Collected data
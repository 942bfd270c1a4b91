//! Derives daily and monthly restaurant KPIs from an operations spreadsheet.
//!
//! The data flows strictly forward through three stages: a raw table is
//! normalized ([`normalize`]), the normalized rows get their derived KPI
//! columns ([`compute`]), and the enriched rows are rolled up per calendar
//! month ([`aggregate`]). [`Auswertung::from_sheet`] runs all three.
//!
//! ```
//! use gastro_auswertung::{Auswertung, RawSheet};
//!
//! let sheet = RawSheet::from_text_rows(vec![
//!     vec!["Datum", "Umsatz_Speisen", "Umsatz_Getraenke", "EK_Speisen", "EK_Getraenke",
//!          "Personal_Service", "Personal_Kueche", "Stunden", "Gaeste"],
//!     vec!["2024-03-01", "100", "50", "30", "10", "20", "10", "8", "40"],
//! ]);
//!
//! let auswertung = Auswertung::from_sheet(&sheet).unwrap();
//! assert_eq!(auswertung.days[0].kpis.gesamtumsatz, 150.0);
//! assert_eq!(auswertung.months[0].totals.betriebsergebnis, 80.0);
//! ```

pub mod args;
pub mod commands;
mod error;
pub mod import;
mod kpi;
mod model;
mod monthly;
mod normalize;
mod report;
#[cfg(test)]
mod test;
mod utils;

pub use error::{Error, Result};
pub use kpi::{compute, DayKpis, DayReport};
pub use model::{Cell, Column, DayRecord, Month, RawSheet};
pub use monthly::{aggregate, MonthlySummary, Totals};
pub use normalize::{normalize, Normalized, ValidationError, Warning};
pub use report::{Auswertung, DaySummary};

▶ [Your goal]
Copy each line of the records containing the string "aggregate".

▶ [Answer to this exercise]
//! month ([`aggregate`]). [`Auswertung::from_sheet`] runs all three.
pub use monthly::{aggregate, MonthlySummary, Totals};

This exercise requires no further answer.